* _Your assignment_: Among the lines of the data, copy those that hold "FsmStep".

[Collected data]
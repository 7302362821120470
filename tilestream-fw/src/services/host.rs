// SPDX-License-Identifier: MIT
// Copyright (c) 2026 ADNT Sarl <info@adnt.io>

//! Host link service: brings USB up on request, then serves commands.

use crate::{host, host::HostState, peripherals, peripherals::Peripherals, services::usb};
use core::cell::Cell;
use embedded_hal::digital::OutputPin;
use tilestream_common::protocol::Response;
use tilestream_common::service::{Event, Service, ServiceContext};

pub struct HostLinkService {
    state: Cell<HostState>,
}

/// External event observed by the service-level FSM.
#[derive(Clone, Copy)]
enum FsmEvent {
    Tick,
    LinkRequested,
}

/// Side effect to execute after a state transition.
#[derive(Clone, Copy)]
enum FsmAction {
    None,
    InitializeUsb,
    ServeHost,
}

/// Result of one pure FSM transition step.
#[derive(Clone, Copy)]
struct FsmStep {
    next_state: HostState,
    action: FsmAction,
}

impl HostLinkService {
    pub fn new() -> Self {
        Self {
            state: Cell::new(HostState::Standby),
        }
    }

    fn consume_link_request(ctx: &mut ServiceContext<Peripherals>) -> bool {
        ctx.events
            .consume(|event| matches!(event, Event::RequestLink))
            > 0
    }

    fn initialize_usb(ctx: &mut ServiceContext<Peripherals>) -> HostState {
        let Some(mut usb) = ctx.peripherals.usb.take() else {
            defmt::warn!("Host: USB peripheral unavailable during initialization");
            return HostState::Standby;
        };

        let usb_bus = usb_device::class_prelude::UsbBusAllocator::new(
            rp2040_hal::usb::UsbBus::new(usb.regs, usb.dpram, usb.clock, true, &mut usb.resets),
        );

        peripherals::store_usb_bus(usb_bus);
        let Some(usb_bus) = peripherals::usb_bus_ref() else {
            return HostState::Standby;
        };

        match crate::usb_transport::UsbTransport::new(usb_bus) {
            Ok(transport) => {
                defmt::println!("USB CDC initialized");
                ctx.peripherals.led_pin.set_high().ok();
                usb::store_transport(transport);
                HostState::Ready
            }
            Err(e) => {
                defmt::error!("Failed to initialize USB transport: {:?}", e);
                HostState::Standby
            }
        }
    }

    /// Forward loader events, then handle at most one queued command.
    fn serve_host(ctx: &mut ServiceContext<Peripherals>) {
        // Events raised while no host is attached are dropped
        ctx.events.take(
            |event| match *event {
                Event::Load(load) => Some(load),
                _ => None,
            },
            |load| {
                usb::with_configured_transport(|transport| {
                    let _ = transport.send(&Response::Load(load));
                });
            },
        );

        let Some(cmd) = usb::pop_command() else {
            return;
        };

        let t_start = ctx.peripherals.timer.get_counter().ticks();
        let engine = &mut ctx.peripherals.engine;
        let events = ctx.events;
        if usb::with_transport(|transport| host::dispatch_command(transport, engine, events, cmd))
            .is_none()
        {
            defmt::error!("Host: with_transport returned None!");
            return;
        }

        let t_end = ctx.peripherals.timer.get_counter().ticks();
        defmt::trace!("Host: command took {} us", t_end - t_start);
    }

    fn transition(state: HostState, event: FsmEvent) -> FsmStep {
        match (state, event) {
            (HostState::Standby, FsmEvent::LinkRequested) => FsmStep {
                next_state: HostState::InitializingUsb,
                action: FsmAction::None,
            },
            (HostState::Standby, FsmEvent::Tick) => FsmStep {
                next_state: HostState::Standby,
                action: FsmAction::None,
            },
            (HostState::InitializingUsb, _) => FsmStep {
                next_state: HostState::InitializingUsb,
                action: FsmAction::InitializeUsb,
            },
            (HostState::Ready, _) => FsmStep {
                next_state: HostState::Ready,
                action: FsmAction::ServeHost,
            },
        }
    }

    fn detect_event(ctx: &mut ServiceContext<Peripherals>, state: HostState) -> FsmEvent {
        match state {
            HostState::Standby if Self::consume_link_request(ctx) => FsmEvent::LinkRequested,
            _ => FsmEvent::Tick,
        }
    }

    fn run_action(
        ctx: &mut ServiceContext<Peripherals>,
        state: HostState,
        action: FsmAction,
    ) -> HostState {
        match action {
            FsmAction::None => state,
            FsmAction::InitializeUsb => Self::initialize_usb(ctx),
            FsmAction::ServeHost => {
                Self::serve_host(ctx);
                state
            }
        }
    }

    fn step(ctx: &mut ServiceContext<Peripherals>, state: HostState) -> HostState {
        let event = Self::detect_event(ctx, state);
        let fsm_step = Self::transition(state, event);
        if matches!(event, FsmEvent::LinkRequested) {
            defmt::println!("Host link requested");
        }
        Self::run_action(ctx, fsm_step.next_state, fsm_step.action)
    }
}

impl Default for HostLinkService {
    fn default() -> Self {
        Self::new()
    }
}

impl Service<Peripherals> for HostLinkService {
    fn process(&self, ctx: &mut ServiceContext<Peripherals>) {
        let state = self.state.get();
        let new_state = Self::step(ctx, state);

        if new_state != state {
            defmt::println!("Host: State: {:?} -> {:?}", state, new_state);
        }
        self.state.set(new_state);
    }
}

* _Solution to this task_:
struct FsmStep {
    fn transition(state: HostState, event: FsmEvent) -> FsmStep {
            (HostState::Standby, FsmEvent::LinkRequested) => FsmStep {
            (HostState::Standby, FsmEvent::Tick) => FsmStep {
            (HostState::InitializingUsb, _) => FsmStep {
            (HostState::Ready, _) => FsmStep {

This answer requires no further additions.